A year or so ago, I mentioned buying a box set of films of a director I hadn't heard of before, Hungarian Miklós Jancsó. The set has six feature films and a handful of shorts, one of which I already mentioned. I put the set back in the Blu-ray player again recently to watch some more shorts, specifically Presence, which had two follow-ups called Second Presence and Third Presence.
The three short films really deserve a single blog post because they're thematically related and use the same filming location. The first, released in 1965, shows two men who one might guess survived the holocaust. They're walking through the small town of Olaszliska, which before the war had a synagogue and a Jewish cemetery. Twenty years on, the synagogue is decaying since there are no longer enough Jews to form a minyan and have services. But the men still feel the need to pray and be faithful Jews, hence their trek to this synagogue.

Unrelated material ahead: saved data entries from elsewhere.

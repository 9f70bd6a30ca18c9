//! Branching control paths: a traveler runs up a trunk to one of several
//! branches and back, choosing a different branch on every round trip.

use super::{Frame, Render};
use crate::config::SceneConfig;
use crate::easing::{ease_in_out, wrapped, CubicBezier};
use crate::error::RenderError;
use crate::random::SceneRng;
use crate::surface::{Backdrop, Paint, Stroke, Tone};
use glam::Vec2;

const SEED: u64 = 37;
pub const SEGMENT_MS: f64 = 1400.0;
pub const HOLD_MS: f64 = 180.0;

const BRANCH_TARGETS: [Vec2; 10] = [
    Vec2::new(0.76, 0.14),
    Vec2::new(0.8, 0.22),
    Vec2::new(0.84, 0.3),
    Vec2::new(0.87, 0.38),
    Vec2::new(0.9, 0.46),
    Vec2::new(0.9, 0.54),
    Vec2::new(0.87, 0.62),
    Vec2::new(0.84, 0.7),
    Vec2::new(0.8, 0.78),
    Vec2::new(0.76, 0.86),
];

pub struct BranchScene {
    rng: SceneRng,
    target: usize,
    outbound: bool,
    /// 0 is the trunk leg of the trip, 1 the branch leg.
    segment: usize,
    segment_timer: f64,
    last_time: Option<f64>,
}

impl BranchScene {
    pub fn new(_config: &SceneConfig) -> Self {
        let mut rng = SceneRng::new(SEED);
        let target = rng.index(BRANCH_TARGETS.len());
        Self {
            rng,
            target,
            outbound: true,
            segment: 0,
            segment_timer: 0.0,
            last_time: None,
        }
    }

    pub fn target(&self) -> usize {
        self.target
    }

    pub fn outbound(&self) -> bool {
        self.outbound
    }

    pub fn branch_count(&self) -> usize {
        BRANCH_TARGETS.len()
    }

    fn pick_next_target(&mut self) {
        let n = BRANCH_TARGETS.len();
        let mut next = self.rng.index(n);
        if next == self.target && n > 1 {
            next = (next + 1) % n;
        }
        self.target = next;
    }

    pub fn advance(&mut self, dt: f64) {
        let total = SEGMENT_MS + HOLD_MS;
        self.segment_timer += dt.max(0.0);
        while self.segment_timer >= total {
            self.segment_timer -= total;
            self.segment += 1;
            if self.segment >= 2 {
                self.segment = 0;
                if self.outbound {
                    self.outbound = false;
                } else {
                    self.outbound = true;
                    self.pick_next_target();
                }
            }
        }
    }
}

impl Render for BranchScene {
    fn render(&mut self, frame: &mut Frame<'_>) -> Result<(), RenderError> {
        let input = frame.input;
        let time = input.elapsed;
        frame.begin(Backdrop::at(0.5, 0.72))?;

        let pointer = input.pointer.as_vec2();
        let origin = input.at(0.2, 0.6) + Vec2::new(pointer.x * 6.0, pointer.y * 4.0);
        let fork = input.at(0.52, 0.48);
        let trunk = CubicBezier::along_chord(origin, fork, 0.35, 0.7);
        let branches: Vec<CubicBezier> = BRANCH_TARGETS
            .iter()
            .map(|t| CubicBezier::along_chord(fork, *t * input.size(), 0.4, 0.75))
            .collect();

        let path = Stroke::new(Paint::primary(0.55), 1.2).dashed(3.0, 7.0, -wrapped(time, 0.05, 10.0));
        frame.surface.bezier(&trunk, &path)?;
        for branch in &branches {
            frame.surface.bezier(branch, &path)?;
        }
        frame.surface.dot(origin, 3.2, Paint::primary(1.0))?;
        frame.surface.dot(fork, 3.2, Paint::primary(1.0))?;
        for branch in &branches {
            frame.surface.dot(branch.end, 3.1, Paint::primary(1.0))?;
        }

        let dt = self.last_time.map_or(0.0, |last| (time - last).max(0.0));
        self.last_time = Some(time);
        self.advance(dt);

        let branch = &branches[self.target.min(branches.len() - 1)];
        let (curve, reverse) = match (self.outbound, self.segment) {
            (true, 0) => (&trunk, false),
            (true, _) => (branch, false),
            (false, 0) => (branch, true),
            (false, _) => (&trunk, true),
        };
        let progress = ease_in_out((self.segment_timer / SEGMENT_MS) as f32);
        let head = curve.point_dir(progress, reverse);
        frame.surface.glow(head, 18.0, Tone::Secondary, 0.55)?;
        frame.surface.dot(head, 3.2, Paint::secondary(1.0))?;
        Ok(())
    }
}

A dozen years later, the synagogue has decayed some more, and two younger men show up, similarly to pray. This time, the movie is in color and a wider format, although it's clearly the same synagogue and cemetery. Then, in 1986, a group of elementary school-aged children show up with a pair of rabbis, presumably to learn about the history of the synagogue and the Jewish community in the area as it was long before they were born. They also say prayers over the site as well as having a bite to eat in the form of bread ritually dipped in honey. Third Presence is also the only film to have any dialogue, although it's just the students talking about how they want their slice of bread and similar; there's no narrative dialogue in any of the three shorts.
It's a bit tough to do a traditional review on these since there's no dialogue or even narration, just the ambient sounds and the chanting of Jewish prayers. It's interesting to see the documentation of what's happnening to a house of worship that has nobody to worship in it or care for it any longer, which I suppose also says something about the human need for commemoration. One other thing that's worth mentioning is how Jancsó deliberately put a composed shot of a train in the background in each of the three shorts. I'm not certain what if any point Jancsó was trying to make by doing this, but it seems evident these shots are there for a purpose since they look like an obvious decision to have them in the films.
These aren't films I would have thought to seek out, although I'm glad they were included in the box set.